We were asked by a regular customer with an Audi RS6 if we could take a look at a very frustrating problem on his car. The vehicle has a low mileage and is still under the manufacturer’s warranty, having only covered 13,000 miles.
The story was that the owner had experienced an intermittent fault where the four-wheel steering light would come on, followed by just about every warning light on the dash. As the car was under warranty the customer had booked it in with his nearest dealer to try and resolve these issues. After three weeks the car was returned, but the problem was still there. The dealer had originally diagnosed a faulty ABS controller and when they had replaced it with a new one, they couldn’t code it to the car.
Our initial diagnostic process revealed multiple communication faults and the common denominator appeared to be the ABS controller. Also logged was a low voltage to the controller, which could easily cause a communication issue.

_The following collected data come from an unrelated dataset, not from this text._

//! SQLite backend for the Sarathi guidance store.
//!
//! Wraps [`tokio_rusqlite`] so all database access runs on a dedicated thread
//! pool without blocking the async runtime.

mod encode;
mod schema;
mod store;

pub mod error;

pub use error::{Error, Result};
pub use store::SqliteStore;

#[cfg(test)]
mod tests;
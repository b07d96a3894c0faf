//! The corpus store: read-only, in-memory structures over the fixed verse
//! dataset, loaded once at process start.
//!
//! The flattened verse sequence is the canonical reading ("journey") order.
//! Chapters are derived as contiguous `(first, last)` position ranges that
//! partition the sequence with no gaps.

use std::collections::HashMap;

use crate::{
  Error, Result,
  verse::{Verse, VerseId},
};

// ─── Chapter ─────────────────────────────────────────────────────────────────

/// A chapter's derived range over the flattened verse sequence.
#[derive(Debug, Clone, PartialEq, Eq)]
pub struct ChapterInfo {
  pub number: u16,
  pub name:   String,
  /// First position of the chapter in canonical order (inclusive).
  pub first:  usize,
  /// Last position of the chapter in canonical order (inclusive).
  pub last:   usize,
}

// ─── Data repair ─────────────────────────────────────────────────────────────

/// Phrases marking a meaning as a placeholder left by grouped-verse
/// translations, where one translation covers several consecutive verses.
const PLACEHOLDER_PHRASES: &[&str] = &["did not comment", "no commentary"];

/// Meanings shorter than this (after trimming) are treated as placeholders.
const PLACEHOLDER_MIN_CHARS: usize = 5;

/// A donor meaning must be longer than this to be copied.
const DONOR_MIN_CHARS: usize = 10;

/// Neighbour offsets searched for a donor, in priority order.
const DONOR_OFFSETS: &[isize] = &[1, 2, 3, -1, -2];

fn is_placeholder(meaning: &str) -> bool {
  let lower = meaning.to_lowercase();
  PLACEHOLDER_PHRASES.iter().any(|p| lower.contains(p))
    || meaning.trim().chars().count() < PLACEHOLDER_MIN_CHARS
}

fn is_donor(meaning: &str) -> bool {
  !meaning.is_empty()
    && !meaning.to_lowercase().contains("comment")
    && meaning.chars().count() > DONOR_MIN_CHARS
}

/// Heal placeholder meanings by copying from a nearby verse in the same
/// translation group. Placeholders with no donor in the offset window are
/// left as-is.
fn repair_grouped_meanings(verses: &mut [Verse]) {
  for i in 0..verses.len() {
    if !is_placeholder(&verses[i].meaning) {
      continue;
    }
    for offset in DONOR_OFFSETS {
      let Some(donor_idx) = i.checked_add_signed(*offset) else {
        continue;
      };
      if donor_idx >= verses.len() {
        continue;
      }
      if is_donor(&verses[donor_idx].meaning) {
        verses[i].meaning = verses[donor_idx].meaning.clone();
        verses[i].commentary = verses[donor_idx].commentary.clone();
        break;
      }
    }
  }
}

// ─── Corpus ──────────────────────────────────────────────────────────────────

/// Immutable verse corpus in canonical order, with id and chapter lookups.
///
/// Constructed once at startup and shared behind an `Arc`; every operation
/// afterwards is a pure read.
pub struct Corpus {
  verses:   Vec<Verse>,
  by_id:    HashMap<VerseId, usize>,
  chapters: Vec<ChapterInfo>,
}

impl Corpus {
  /// Build a corpus from verses in canonical order plus a chapter-number →
  /// display-name table. Applies the grouped-translation repair pass, then
  /// derives chapter ranges.
  ///
  /// Errors on duplicate verse ids and on chapters that are not a single
  /// contiguous run.
  pub fn new(
    mut verses: Vec<Verse>,
    chapter_names: HashMap<u16, String>,
  ) -> Result<Self> {
    repair_grouped_meanings(&mut verses);

    let mut by_id = HashMap::with_capacity(verses.len());
    for (pos, verse) in verses.iter().enumerate() {
      if by_id.insert(verse.id, pos).is_some() {
        return Err(Error::DuplicateVerse(verse.id));
      }
    }

    let mut chapters: Vec<ChapterInfo> = Vec::new();
    for (pos, verse) in verses.iter().enumerate() {
      match chapters.last_mut() {
        Some(ch) if ch.number == verse.id.chapter => ch.last = pos,
        _ => {
          if chapters.iter().any(|c| c.number == verse.id.chapter) {
            return Err(Error::ChapterOrder(verse.id.chapter));
          }
          chapters.push(ChapterInfo {
            number: verse.id.chapter,
            name:   chapter_names
              .get(&verse.id.chapter)
              .cloned()
              .unwrap_or_default(),
            first:  pos,
            last:   pos,
          });
        }
      }
    }

    Ok(Self { verses, by_id, chapters })
  }

  // ── Reads ─────────────────────────────────────────────────────────────

  pub fn get(&self, id: &VerseId) -> Option<&Verse> {
    self.by_id.get(id).map(|&pos| &self.verses[pos])
  }

  pub fn contains(&self, id: &VerseId) -> bool { self.by_id.contains_key(id) }

  /// Verse at a canonical-order position.
  pub fn by_position(&self, pos: usize) -> Option<&Verse> {
    self.verses.get(pos)
  }

  pub fn position_of(&self, id: &VerseId) -> Option<usize> {
    self.by_id.get(id).copied()
  }

  pub fn len(&self) -> usize { self.verses.len() }

  pub fn is_empty(&self) -> bool { self.verses.is_empty() }

  /// The terminal journey position (`len - 1`); 0 for an empty corpus.
  pub fn last_position(&self) -> usize { self.len().saturating_sub(1) }

  /// Chapter containing the given position.
  pub fn chapter_info(&self, pos: usize) -> Option<&ChapterInfo> {
    self
      .chapters
      .iter()
      .find(|ch| pos >= ch.first && pos <= ch.last)
  }

  /// True iff `pos` is the last position of its chapter.
  pub fn is_chapter_boundary(&self, pos: usize) -> bool {
    self.chapter_info(pos).is_some_and(|ch| pos == ch.last)
  }
}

After clearing the faults, several road tests and starting the car over two days, there always seemed to be an issue when starting from cold on the first start. The fault was quite difficult to replicate but a pattern emerged. “The dealer had originally diagnosed a faulty ABS controller and when they had replaced it with a new one, they couldn’t code it to the car.”

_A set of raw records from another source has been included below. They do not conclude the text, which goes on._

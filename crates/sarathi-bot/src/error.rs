//! Error type for the server crate.
//!
//! Webhook processing catches this at the boundary and acknowledges the
//! transport regardless; only the push endpoint surfaces HTTP errors.

use thiserror::Error;

#[derive(Debug, Error)]
pub enum Error {
  #[error("store error: {0}")]
  Store(#[source] Box<dyn std::error::Error + Send + Sync>),

  #[error("chat platform error: {0}")]
  Chat(#[from] sarathi_gateway::Error),
}

impl Error {
  pub fn store<E: std::error::Error + Send + Sync + 'static>(e: E) -> Self {
    Self::Store(Box::new(e))
  }
}

pub type Result<T, E = Error> = std::result::Result<T, E>;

After consulting the owner, we formed a plan to investigate further. We obtained the relevant wiring information online from Audi for the ABS controller and started with load testing all the feeds and grounds. We discovered that one twelve-volt feed on pin seven would not carry current and after load testing the fault was then permanent. We substituted the supply and all faults cleared, so this was now a confirmed fault – all we had to do now was find the cause.
The wiring from the ABS control unit is routed under the passenger side wing under the wheel arch liner and then through the A post into the car behind the screenwasher bottle. Tracing the wiring inside the vehicle, we located the wire inside the main loom close to the A post and carried out a continuity test back to the fuse board. This was perfect, so we knew that the fault was between the wiring inside the car at the A post back to the control unit.

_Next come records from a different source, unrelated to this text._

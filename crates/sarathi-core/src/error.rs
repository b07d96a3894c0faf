//! Error types for `sarathi-core`.

use thiserror::Error;

use crate::verse::VerseId;

#[derive(Debug, Error)]
pub enum Error {
  #[error("invalid verse id: {0:?}")]
  InvalidVerseId(String),

  #[error("duplicate verse id in corpus: {0}")]
  DuplicateVerse(VerseId),

  #[error("chapter {0} is not a contiguous run in corpus order")]
  ChapterOrder(u16),

  #[error("topic {topic:?} references unknown verse {id}")]
  DanglingTopicVerse { topic: String, id: VerseId },
}

pub type Result<T, E = Error> = std::result::Result<T, E>;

Stripping out the wheel arch liner and the washer bottle we were able to unclip the large rubber grommet inside the car and pull the wiring loom through. This is when we found the fault – the wire when installed had looped back on itself and been damaged. A small amount of moisture had crept into the loom via the washer bottle and corroded the wire causing the volt drop. Carefully, we cut out a section of loom and soldered in a new wire suitably insulated. We retested the repair and then reassembled the car.
Conclusion: Careful diagnostic testing with a structured approach was the key to correctly diagnosing and repairing this fault and yes, we could fix what the dealer couldn’t!